Esto se complica. A la pandemia global y recurrente que no cesa se suma la epidemia populista que asola el paisaje nacional. La trazabilidad de esta epidemia es muy reconocible: después del derrumbe de la gran utopía socialista, y tras un periodo de desconcierto – en el que “La respuesta está en el viento” de Bob Dylan se confrontaba con el rotundo “No hay alternativa” de Margaret Tatcher-, la utopía fracasada de la economía centralizada y la sociedad sin clases es sustituida por microutopías articuladas en torno a colectivos identitarios, supuestamente agraviados, que se convierten en los protagonistas de la nueva revolución.

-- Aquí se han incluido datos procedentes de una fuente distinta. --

use crate::grading;
use crate::ipc::error::{err, ok};
use crate::ipc::types::{AppState, Request};
use crate::store::{self, SqliteScores};
use rusqlite::{Connection, OptionalExtension};
use serde_json::json;

fn required_str(req: &Request, key: &str) -> Result<String, serde_json::Value> {
    req.params
        .get(key)
        .and_then(|v| v.as_str())
        .map(|v| v.to_string())
        .ok_or_else(|| err(&req.id, "bad_params", format!("missing {}", key), None))
}

fn db_conn<'a>(state: &'a AppState, req: &Request) -> Result<&'a Connection, serde_json::Value> {
    state
        .db
        .as_ref()
        .ok_or_else(|| err(&req.id, "no_workspace", "select a workspace first", None))
}

fn grading_err(req: &Request, e: grading::GradingError) -> serde_json::Value {
    err(&req.id, &e.code, e.message, e.details)
}

fn parse_sessions(req: &Request) -> Result<Vec<i64>, serde_json::Value> {
    let Some(arr) = req.params.get("sessions").and_then(|v| v.as_array()) else {
        return Err(err(&req.id, "bad_params", "missing sessions", None));
    };
    if arr.is_empty() {
        return Err(err(&req.id, "bad_params", "sessions must not be empty", None));
    }
    let mut out = Vec::with_capacity(arr.len());
    for v in arr {
        let Some(n) = v.as_i64() else {
            return Err(err(
                &req.id,
                "bad_params",
                "sessions must contain integers",
                None,
            ));
        };
        if n < 1 {
            return Err(err(&req.id, "bad_params", "sessions must be >= 1", None));
        }
        out.push(n);
    }
    Ok(out)
}

/// (name, institution_id) of the class group, or a not_found envelope.
fn class_group_row(
    conn: &Connection,
    req: &Request,
    class_group_id: &str,
) -> Result<(String, String), serde_json::Value> {
    let row: Option<(String, String)> = conn
        .query_row(
            "SELECT name, institution_id FROM class_groups WHERE id = ?",
            [class_group_id],
            |r| Ok((r.get(0)?, r.get(1)?)),
        )
        .optional()
        .map_err(|e| err(&req.id, "db_query_failed", e.to_string(), None))?;
    row.ok_or_else(|| err(&req.id, "not_found", "class group not found", None))
}

fn standing_policy(
    conn: &Connection,
    req: &Request,
    institution_id: &str,
) -> Result<grading::StandingPolicy, serde_json::Value> {
    match store::load_standing_policy(conn, institution_id) {
        Ok(Some(policy)) => Ok(policy),
        Ok(None) => Err(err(&req.id, "not_found", "institution not found", None)),
        Err(e) => Err(grading_err(req, e)),
    }
}

fn handle_reports_report_card(state: &mut AppState, req: &Request) -> serde_json::Value {
    let conn = match db_conn(state, req) {
        Ok(v) => v,
        Err(e) => return e,
    };
    let class_group_id = match required_str(req, "classGroupId") {
        Ok(v) => v,
        Err(e) => return e,
    };
    let student_id = match required_str(req, "studentId") {
        Ok(v) => v,
        Err(e) => return e,
    };
    let sessions = match parse_sessions(req) {
        Ok(v) => v,
        Err(e) => return e,
    };

    let (class_name, institution_id) = match class_group_row(conn, req, &class_group_id) {
        Ok(v) => v,
        Err(e) => return e,
    };

    let student_row: Option<(String, String, Option<String>)> = match conn
        .query_row(
            "SELECT last_name, first_name, class_group_id FROM students WHERE id = ?",
            [&student_id],
            |r| Ok((r.get(0)?, r.get(1)?, r.get(2)?)),
        )
        .optional()
    {
        Ok(v) => v,
        Err(e) => return err(&req.id, "db_query_failed", e.to_string(), None),
    };
    let Some((last_name, first_name, student_class)) = student_row else {
        return err(&req.id, "not_found", "student not found", None);
    };
    if student_class.as_deref() != Some(class_group_id.as_str()) {
        return err(&req.id, "not_found", "student not found in class group", None);
    }

    let policy = match standing_policy(conn, req, &institution_id) {
        Ok(v) => v,
        Err(e) => return e,
    };

    let source = SqliteScores { conn };
    let card = match grading::compute_report_card(
        &source,
        &class_group_id,
        &student_id,
        &sessions,
        &policy,
    ) {
        Ok(v) => v,
        Err(e) => return grading_err(req, e),
    };

    ok(
        &req.id,
        json!({
            "class": { "id": class_group_id, "name": class_name },
            "student": {
                "id": student_id,
                "displayName": format!("{}, {}", last_name, first_name)
            },
            "passMinimum": policy.pass_minimum,
            "card": card
        }),
    )
}

fn handle_reports_class_standings(state: &mut AppState, req: &Request) -> serde_json::Value {
    let conn = match db_conn(state, req) {
        Ok(v) => v,
        Err(e) => return e,
    };
    let class_group_id = match required_str(req, "classGroupId") {
        Ok(v) => v,
        Err(e) => return e,
    };
    let sessions = match parse_sessions(req) {
        Ok(v) => v,
        Err(e) => return e,
    };

    let (class_name, institution_id) = match class_group_row(conn, req, &class_group_id) {
        Ok(v) => v,
        Err(e) => return e,
    };
    let policy = match standing_policy(conn, req, &institution_id) {
        Ok(v) => v,
        Err(e) => return e,
    };

    let mut stmt = match conn.prepare(
        "SELECT id, last_name, first_name, sort_order
         FROM students
         WHERE class_group_id = ?
         ORDER BY sort_order",
    ) {
        Ok(s) => s,
        Err(e) => return err(&req.id, "db_query_failed", e.to_string(), None),
    };
    let roster: Vec<(String, String, String, i64)> = match stmt
        .query_map([&class_group_id], |r| {
            Ok((r.get(0)?, r.get(1)?, r.get(2)?, r.get(3)?))
        })
        .and_then(|it| it.collect::<Result<Vec<_>, _>>())
    {
        Ok(v) => v,
        Err(e) => return err(&req.id, "db_query_failed", e.to_string(), None),
    };

    struct Row {
        student_id: String,
        display_name: String,
        sort_order: i64,
        average: Option<f64>,
        standing: grading::MarkStatus,
        provisional: bool,
    }

    let source = SqliteScores { conn };
    let mut rows: Vec<Row> = Vec::with_capacity(roster.len());
    for (student_id, last_name, first_name, sort_order) in roster {
        let card = match grading::compute_report_card(
            &source,
            &class_group_id,
            &student_id,
            &sessions,
            &policy,
        ) {
            Ok(v) => v,
            Err(e) => return grading_err(req, e),
        };
        rows.push(Row {
            student_id,
            display_name: format!("{}, {}", last_name, first_name),
            sort_order,
            average: card.overall_average,
            standing: card.standing,
            provisional: card.subjects.iter().any(|s| s.provisional),
        });
    }

    // Best average first; students without one close the table in name
    // order.
    rows.sort_by(|a, b| match (a.average, b.average) {
        (Some(x), Some(y)) => y
            .partial_cmp(&x)
            .unwrap_or(std::cmp::Ordering::Equal)
            .then_with(|| a.display_name.cmp(&b.display_name))
            .then_with(|| a.student_id.cmp(&b.student_id)),
        (Some(_), None) => std::cmp::Ordering::Less,
        (None, Some(_)) => std::cmp::Ordering::Greater,
        (None, None) => a
            .display_name
            .cmp(&b.display_name)
            .then_with(|| a.student_id.cmp(&b.student_id)),
    });

    let standings: Vec<serde_json::Value> = rows
        .iter()
        .enumerate()
        .map(|(i, row)| {
            let rank = row.average.map(|_| (i + 1) as i64);
            json!({
                "rank": rank,
                "studentId": row.student_id,
                "displayName": row.display_name,
                "sortOrder": row.sort_order,
                "average": row.average,
                "standing": row.standing,
                "provisional": row.provisional
            })
        })
        .collect();

    let mut session_set = sessions.clone();
    session_set.sort_unstable();
    session_set.dedup();

    ok(
        &req.id,
        json!({
            "class": { "id": class_group_id, "name": class_name },
            "sessions": session_set,
            "passMinimum": policy.pass_minimum,
            "standings": standings
        }),
    )
}

fn handle_reports_class_list(state: &mut AppState, req: &Request) -> serde_json::Value {
    let conn = match db_conn(state, req) {
        Ok(v) => v,
        Err(e) => return e,
    };
    let class_group_id = match required_str(req, "classGroupId") {
        Ok(v) => v,
        Err(e) => return e,
    };

    let (class_name, _) = match class_group_row(conn, req, &class_group_id) {
        Ok(v) => v,
        Err(e) => return e,
    };

    let mut stmt = match conn.prepare(
        "SELECT id, last_name, first_name, registration_no, birth_date, sort_order
         FROM students
         WHERE class_group_id = ?
         ORDER BY sort_order",
    ) {
        Ok(s) => s,
        Err(e) => return err(&req.id, "db_query_failed", e.to_string(), None),
    };
    let students = match stmt
        .query_map([&class_group_id], |r| {
            let id: String = r.get(0)?;
            let last: String = r.get(1)?;
            let first: String = r.get(2)?;
            let registration_no: Option<String> = r.get(3)?;
            let birth_date: Option<String> = r.get(4)?;
            let sort_order: i64 = r.get(5)?;
            Ok(json!({
                "id": id,
                "displayName": format!("{}, {}", last, first),
                "registrationNo": registration_no,
                "birthDate": birth_date,
                "sortOrder": sort_order
            }))
        })
        .and_then(|it| it.collect::<Result<Vec<_>, _>>())
    {
        Ok(v) => v,
        Err(e) => return err(&req.id, "db_query_failed", e.to_string(), None),
    };

    ok(
        &req.id,
        json!({
            "class": { "id": class_group_id, "name": class_name },
            "students": students
        }),
    )
}

fn handle_grading_classify_subject(_state: &mut AppState, req: &Request) -> serde_json::Value {
    let pass_mark = match req.params.get("passMark").and_then(|v| v.as_f64()) {
        Some(v) if v.is_finite() => v,
        _ => return err(&req.id, "bad_params", "missing/invalid passMark", None),
    };
    let mark = match req.params.get("mark") {
        None => None,
        Some(v) if v.is_null() => None,
        Some(v) => match v.as_f64() {
            Some(m) => Some(m),
            None => return err(&req.id, "bad_params", "mark must be a number or null", None),
        },
    };

    let status = grading::classify_subject(mark, pass_mark);
    ok(&req.id, json!({ "status": status }))
}

fn handle_grading_overall_standing(_state: &mut AppState, req: &Request) -> serde_json::Value {
    let pass_minimum = match req.params.get("passMinimum").and_then(|v| v.as_f64()) {
        Some(v) if v.is_finite() => v,
        _ => return err(&req.id, "bad_params", "missing/invalid passMinimum", None),
    };
    let Some(arr) = req.params.get("subjects").and_then(|v| v.as_array()) else {
        return err(&req.id, "bad_params", "missing subjects", None);
    };

    let mut subjects = Vec::with_capacity(arr.len());
    for (i, item) in arr.iter().enumerate() {
        let coefficient = match item.get("coefficient").and_then(|v| v.as_f64()) {
            Some(c) if c.is_finite() && c >= 0.0 => c,
            Some(c) => {
                return err(
                    &req.id,
                    "config_invalid",
                    format!("coefficient {} must be >= 0", c),
                    Some(json!({ "index": i })),
                )
            }
            None => {
                return err(
                    &req.id,
                    "bad_params",
                    "subjects[].coefficient must be a number",
                    Some(json!({ "index": i })),
                )
            }
        };
        let final_mark = match item.get("finalMark") {
            None => None,
            Some(v) if v.is_null() => None,
            Some(v) => match v.as_f64() {
                Some(m) => Some(m),
                None => {
                    return err(
                        &req.id,
                        "bad_params",
                        "subjects[].finalMark must be a number or null",
                        Some(json!({ "index": i })),
                    )
                }
            },
        };
        subjects.push(grading::SubjectStanding {
            final_mark,
            coefficient,
        });
    }

    let overall = grading::overall_standing(&subjects, pass_minimum);
    ok(
        &req.id,
        json!({
            "average": overall.average.map(grading::round_off_1_decimal),
            "status": overall.status
        }),
    )
}

pub fn try_handle(state: &mut AppState, req: &Request) -> Option<serde_json::Value> {
    match req.method.as_str() {
        "reports.reportCard" => Some(handle_reports_report_card(state, req)),
        "reports.classStandings" => Some(handle_reports_class_standings(state, req)),
        "reports.classList" => Some(handle_reports_class_list(state, req)),
        "grading.classifySubject" => Some(handle_grading_classify_subject(state, req)),
        "grading.overallStanding" => Some(handle_grading_overall_standing(state, req)),
        _ => None,
    }
}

Todas esas minorías tienen algo en común: la necesidad de transformar la realidad; para ello han de crear un relato que explique esa realidad inventada, construyendo una ideología totalitaria, que resuelva todo de una vez y para siempre y que les dota de una pretendida superioridad moral, características de los populismos de cualquier signo. También necesitan crear un contrario, supuesto atacante, contra el que dirigirse para afianzarse, como adolescentes que buscan en la confrontación con los padres su autoafirmación.
Las hermandades forman parte de la sociedad y están expuestas a los virus que circulan en el ambiente que pueden infectarlas en mayor o menor medida, dependiendo de los anticuerpos con que se hayan dotado previamente. También ellas corren el peligro de conformar en su seno colectivos identitarios, burbujas ideológicas que se retroalimentan continuamente.
Hay uno, recurrente, que es el de los “cofrades auténticos”, subdividido en muchas categorías identificadas en su día por Paco Robles y sus “Tontos de Capirote”. Estos grupos refrendan su pretendida identidad cofrade con soluciones globales y simples (“¡el problema de esta hermandad lo arreglo yo en diez minutos!”), viven del conflicto, sueñan con la uniformidad, buscan construir identidades colectivas con su esquema de valores (o contravalores) y personalidades que las encarnen.
Poco abiertos al diálogo. Han perdido, o nunca han ejercitado, la costumbre de enfrentarse a una argumentación estructurada. Para reforzar su identidad necesitan identificar un contrario al que se anatematiza colgándole una etiqueta (advenedizo, ambicioso, no cofrade, intruso, pedante, élites extractivas, etc.) que a fuerza de repetirla pretenden fijar como verdad. Sustituyen el slogan por el argumento. La incapacidad para convivir con ideas e individuos que no viven en la misma burbuja agudiza la polarización de la hermandad percibida de manera binaria: o conmigo o contra mí. No hay razones, hay emociones, y el intento de transformar a los hermanos en militantes radicales; pero la vida de la hermandad no es conflicto, es búsqueda de la verdad. La Iglesia – la hermandad- no es una fortaleza, sino una ciudad abierta, explicaba San Agustín.
Importa, y mucho, no aceptar sus marcos mentales de interpretación de la realidad, sus reglas de juego, sino crear marcos conceptuales propios que guíen y ordenen la realidad cofrade. Es prudente desconfiar de las propuestas populistas: soluciones globales y simples a problemas complejos y un afán de ocupación de puestos en juntas de gobierno más o menos sublimado en el famoso “empoderamiento de la gente”, en nuestro caso de los hermanos, que nunca toman el poder, es una élite quien lo toma en su nombre.
Es importante la creación de un cuerpo doctrinal multidisciplinar que sustente a las hermandades. No hace falta montar estructuras complejas para crear conocimientos y excelencia. Los rutilantes think tank o los servicios de estudio de las grandes corporaciones aquí hace tiempo que los inventamos: se llaman tertulias cofrades, en ellas no sólo se habla de cotilleos, también las hay rigurosas.